WHAT TO WORK ON :: Go through the lines below. Copy those with "waiting".
--- START ---
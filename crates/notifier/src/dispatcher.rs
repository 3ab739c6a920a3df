//! Dispatcher: worker pool driving the claim, send, record loop.
//!
//! Workers claim batches from the shared event store, hand each item to the
//! sink under a per-send timeout and report the outcome back under the claim
//! token. A sweeper task periodically recovers claims abandoned by crashed
//! workers. Shutdown is cooperative through a [`CancellationToken`].

use std::collections::{HashSet, VecDeque};
use std::sync::Arc;
use std::sync::atomic::{AtomicU64, Ordering};
use std::time::Duration;

use chrono::Utc;
use serde::Serialize;
use tokio::task::JoinSet;
use tokio_util::sync::CancellationToken;
use uuid::Uuid;

use relay_common::config::AppConfig;
use relay_common::types::{DeliveryOutcome, DeliveryState, NotificationId, NotificationRequest};
use relay_engine::error::StoreError;
use relay_engine::store::EventStore;

use crate::sink::Sink;

#[derive(Debug, Clone)]
pub struct DispatcherConfig {
    pub workers: usize,
    pub batch_size: usize,
    /// Sleep after an empty claim.
    pub poll_interval: Duration,
    /// Sleep after a failed claim.
    pub error_backoff: Duration,
    pub send_timeout: Duration,
    /// Age after which an in-flight claim counts as abandoned.
    pub stale_after: Duration,
    pub sweep_interval: Duration,
}

impl DispatcherConfig {
    pub fn from_app_config(config: &AppConfig) -> Self {
        Self {
            workers: config.dispatcher_workers,
            batch_size: config.dispatcher_batch_size,
            poll_interval: Duration::from_millis(config.dispatcher_poll_interval_ms),
            send_timeout: Duration::from_millis(config.send_timeout_ms),
            stale_after: Duration::from_secs(config.stale_after_secs),
            sweep_interval: Duration::from_secs(config.sweep_interval_secs),
            ..Self::default()
        }
    }
}

impl Default for DispatcherConfig {
    fn default() -> Self {
        Self {
            workers: 4,
            batch_size: 16,
            poll_interval: Duration::from_millis(500),
            error_backoff: Duration::from_secs(5),
            send_timeout: Duration::from_secs(10),
            stale_after: Duration::from_secs(60),
            sweep_interval: Duration::from_secs(30),
        }
    }
}

/// Running totals since startup.
#[derive(Debug, Default)]
pub struct DispatchStats {
    delivered: AtomicU64,
    retried: AtomicU64,
    failed_permanent: AtomicU64,
    released: AtomicU64,
    recovered: AtomicU64,
    stale_outcomes: AtomicU64,
    lost_claims: AtomicU64,
    store_errors: AtomicU64,
}

#[derive(Debug, Clone, Copy, Default, PartialEq, Eq, Serialize)]
pub struct DispatchStatsSnapshot {
    pub delivered: u64,
    pub retried: u64,
    pub failed_permanent: u64,
    pub released: u64,
    pub recovered: u64,
    pub stale_outcomes: u64,
    pub lost_claims: u64,
    pub store_errors: u64,
}

impl DispatchStats {
    pub fn snapshot(&self) -> DispatchStatsSnapshot {
        DispatchStatsSnapshot {
            delivered: self.delivered.load(Ordering::Relaxed),
            retried: self.retried.load(Ordering::Relaxed),
            failed_permanent: self.failed_permanent.load(Ordering::Relaxed),
            released: self.released.load(Ordering::Relaxed),
            recovered: self.recovered.load(Ordering::Relaxed),
            stale_outcomes: self.stale_outcomes.load(Ordering::Relaxed),
            lost_claims: self.lost_claims.load(Ordering::Relaxed),
            store_errors: self.store_errors.load(Ordering::Relaxed),
        }
    }

    fn bump(counter: &AtomicU64, n: u64) {
        counter.fetch_add(n, Ordering::Relaxed);
    }
}

pub struct Dispatcher {
    store: Arc<dyn EventStore>,
    sink: Arc<dyn Sink>,
    config: DispatcherConfig,
    stats: DispatchStats,
    shutdown: CancellationToken,
}

impl Dispatcher {
    pub fn new(store: Arc<dyn EventStore>, sink: Arc<dyn Sink>, config: DispatcherConfig) -> Self {
        Self {
            store,
            sink,
            config,
            stats: DispatchStats::default(),
            shutdown: CancellationToken::new(),
        }
    }

    /// Token that stops the dispatcher when cancelled.
    pub fn shutdown_token(&self) -> CancellationToken {
        self.shutdown.clone()
    }

    pub fn stats(&self) -> DispatchStatsSnapshot {
        self.stats.snapshot()
    }

    pub fn config(&self) -> &DispatcherConfig {
        &self.config
    }

    /// Run the workers and the recovery sweeper until shutdown.
    ///
    /// Returns early with an error only if the store reports corrupt data, in
    /// which case every other task is cancelled too.
    pub async fn run(self: Arc<Self>) -> Result<(), StoreError> {
        tracing::info!(
            workers = self.config.workers,
            batch_size = self.config.batch_size,
            sink = self.sink.name(),
            "Dispatcher starting"
        );

        let mut tasks = JoinSet::new();
        for worker_id in 0..self.config.workers {
            let dispatcher = self.clone();
            tasks.spawn(async move { dispatcher.worker_loop(worker_id).await });
        }
        let sweeper = self.clone();
        tasks.spawn(async move { sweeper.sweeper_loop().await });

        let mut result = Ok(());
        while let Some(joined) = tasks.join_next().await {
            match joined {
                Ok(Ok(())) => {}
                Ok(Err(err)) => {
                    tracing::error!(error = %err, "Dispatcher task failed, shutting down");
                    self.shutdown.cancel();
                    if result.is_ok() {
                        result = Err(err);
                    }
                }
                Err(join_err) => {
                    tracing::error!(error = %join_err, "Dispatcher task panicked");
                    self.shutdown.cancel();
                }
            }
        }

        tracing::info!(stats = ?self.stats.snapshot(), "Dispatcher stopped");
        result
    }

    async fn worker_loop(&self, worker_id: usize) -> Result<(), StoreError> {
        tracing::debug!(worker_id, "Worker started");

        while !self.shutdown.is_cancelled() {
            let pause = match self.run_once(worker_id).await {
                Ok(0) => self.config.poll_interval,
                Ok(_) => continue,
                Err(err @ StoreError::Corrupt(_)) => return Err(err),
                Err(err) => {
                    DispatchStats::bump(&self.stats.store_errors, 1);
                    tracing::error!(worker_id, error = %err, "Claim failed");
                    self.config.error_backoff
                }
            };

            tokio::select! {
                _ = tokio::time::sleep(pause) => {}
                _ = self.shutdown.cancelled() => break,
            }
        }

        tracing::debug!(worker_id, "Worker stopped");
        Ok(())
    }

    /// Claim one batch and process it. Returns the number of items sent.
    ///
    /// Items are sent one at a time. Before each send the claims still waiting
    /// in the batch are renewed, so the sweeper only ever sees claims whose
    /// worker stopped. An item whose claim was lost in the meantime is skipped.
    /// If shutdown is signalled mid-batch, the items not yet sent are released
    /// back to pending without using an attempt.
    pub async fn run_once(&self, worker_id: usize) -> Result<usize, StoreError> {
        if self.shutdown.is_cancelled() {
            return Ok(0);
        }

        let batch = self
            .store
            .claim_batch(self.config.batch_size, Utc::now())
            .await?;
        if batch.is_empty() {
            return Ok(0);
        }
        tracing::debug!(worker_id, claimed = batch.len(), "Claimed batch");

        let mut remaining: VecDeque<NotificationRequest> = batch.into();
        let mut sent = 0;
        while !remaining.is_empty() {
            if self.shutdown.is_cancelled() {
                break;
            }
            if let Err(err) = self.renew_claims(worker_id, &mut remaining).await {
                self.release_all(worker_id, remaining).await;
                return Err(err);
            }
            let Some(item) = remaining.pop_front() else {
                break;
            };
            self.process(worker_id, item).await;
            sent += 1;
        }
        self.release_all(worker_id, remaining).await;

        Ok(sent)
    }

    /// Recover abandoned claims once. Returns the number of records touched.
    pub async fn sweep_stale(&self) -> Result<u64, StoreError> {
        let now = Utc::now();
        let cutoff = now - to_chrono(self.config.stale_after);
        let recovered = self.store.recover_stale(cutoff, now).await?;
        if recovered > 0 {
            DispatchStats::bump(&self.stats.recovered, recovered);
            tracing::warn!(recovered, "Recovered abandoned in-flight notifications");
        }
        Ok(recovered)
    }

    /// Sweeps once at startup, so claims orphaned by a previous crash are
    /// picked up without waiting a full interval.
    async fn sweeper_loop(&self) -> Result<(), StoreError> {
        loop {
            match self.sweep_stale().await {
                Ok(_) => {}
                Err(err @ StoreError::Corrupt(_)) => return Err(err),
                Err(err) => {
                    DispatchStats::bump(&self.stats.store_errors, 1);
                    tracing::error!(error = %err, "Stale claim sweep failed");
                }
            }

            tokio::select! {
                _ = tokio::time::sleep(self.config.sweep_interval) => {}
                _ = self.shutdown.cancelled() => return Ok(()),
            }
        }
    }

    async fn process(&self, worker_id: usize, item: NotificationRequest) {
        let Some(token) = item.claim_token else {
            tracing::error!(worker_id, notification_id = %item.id, "Claimed item has no claim token");
            return;
        };

        let outcome = match tokio::time::timeout(self.config.send_timeout, self.sink.send(&item)).await {
            Ok(outcome) => outcome,
            Err(_) => DeliveryOutcome::retryable("timeout"),
        };

        match self
            .store
            .record_outcome(&item.id, token, &outcome, Utc::now())
            .await
        {
            Ok(updated) => self.observe(worker_id, &updated),
            Err(err) if err.is_stale() => {
                DispatchStats::bump(&self.stats.stale_outcomes, 1);
                tracing::warn!(worker_id, notification_id = %item.id, error = %err, "Discarding stale outcome");
            }
            Err(err) => {
                // Left in flight; the sweeper picks it up.
                DispatchStats::bump(&self.stats.store_errors, 1);
                tracing::error!(worker_id, notification_id = %item.id, error = %err, "Failed to record outcome");
            }
        }
    }

    fn observe(&self, worker_id: usize, updated: &NotificationRequest) {
        match updated.state {
            DeliveryState::Delivered => {
                DispatchStats::bump(&self.stats.delivered, 1);
                tracing::info!(
                    worker_id,
                    notification_id = %updated.id,
                    attempts = updated.attempts,
                    "Notification delivered"
                );
            }
            DeliveryState::Pending => {
                DispatchStats::bump(&self.stats.retried, 1);
                tracing::warn!(
                    worker_id,
                    notification_id = %updated.id,
                    attempts = updated.attempts,
                    next_attempt_at = %updated.next_attempt_at,
                    error = updated.last_error.as_deref().unwrap_or_default(),
                    "Delivery failed, will retry"
                );
            }
            DeliveryState::FailedPermanent => {
                DispatchStats::bump(&self.stats.failed_permanent, 1);
                tracing::error!(
                    worker_id,
                    notification_id = %updated.id,
                    attempts = updated.attempts,
                    error = updated.last_error.as_deref().unwrap_or_default(),
                    "Notification failed permanently"
                );
            }
            DeliveryState::InFlight => {}
        }
    }

    async fn release(&self, worker_id: usize, item: NotificationRequest) {
        let Some(token) = item.claim_token else {
            return;
        };
        match self.store.release_claim(&item.id, token, Utc::now()).await {
            Ok(()) => {
                DispatchStats::bump(&self.stats.released, 1);
                tracing::debug!(worker_id, notification_id = %item.id, "Released unsent claim");
            }
            Err(err) => {
                tracing::warn!(worker_id, notification_id = %item.id, error = %err, "Failed to release claim");
            }
        }
    }

    async fn release_all(&self, worker_id: usize, items: VecDeque<NotificationRequest>) {
        for item in items {
            self.release(worker_id, item).await;
        }
    }

    /// Refresh the claims of `remaining` and drop the items no longer held.
    async fn renew_claims(
        &self,
        worker_id: usize,
        remaining: &mut VecDeque<NotificationRequest>,
    ) -> Result<(), StoreError> {
        let claims: Vec<(NotificationId, Uuid)> = remaining
            .iter()
            .filter_map(|item| item.claim_token.map(|token| (item.id.clone(), token)))
            .collect();
        let held: HashSet<NotificationId> = self
            .store
            .renew_claims(&claims, Utc::now())
            .await?
            .into_iter()
            .collect();

        remaining.retain(|item| {
            let kept = held.contains(&item.id);
            if !kept {
                DispatchStats::bump(&self.stats.lost_claims, 1);
                tracing::warn!(worker_id, notification_id = %item.id, "Claim lost before send, skipping");
            }
            kept
        });
        Ok(())
    }
}

fn to_chrono(duration: Duration) -> chrono::Duration {
    chrono::Duration::milliseconds(duration.as_millis().min(i64::MAX as u128) as i64)
}
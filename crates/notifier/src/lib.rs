//! Delivery side of the relay: sink providers and the dispatcher worker pool.

pub mod dispatcher;
pub mod error;
pub mod sink;

pub use dispatcher::{DispatchStats, DispatchStatsSnapshot, Dispatcher, DispatcherConfig};
pub use error::SinkError;
pub use sink::{Sink, build_sink};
--- END ---
EXERCISE RESPONSE ::
    /// Items are sent one at a time. Before each send the claims still waiting
    /// picked up without waiting a full interval.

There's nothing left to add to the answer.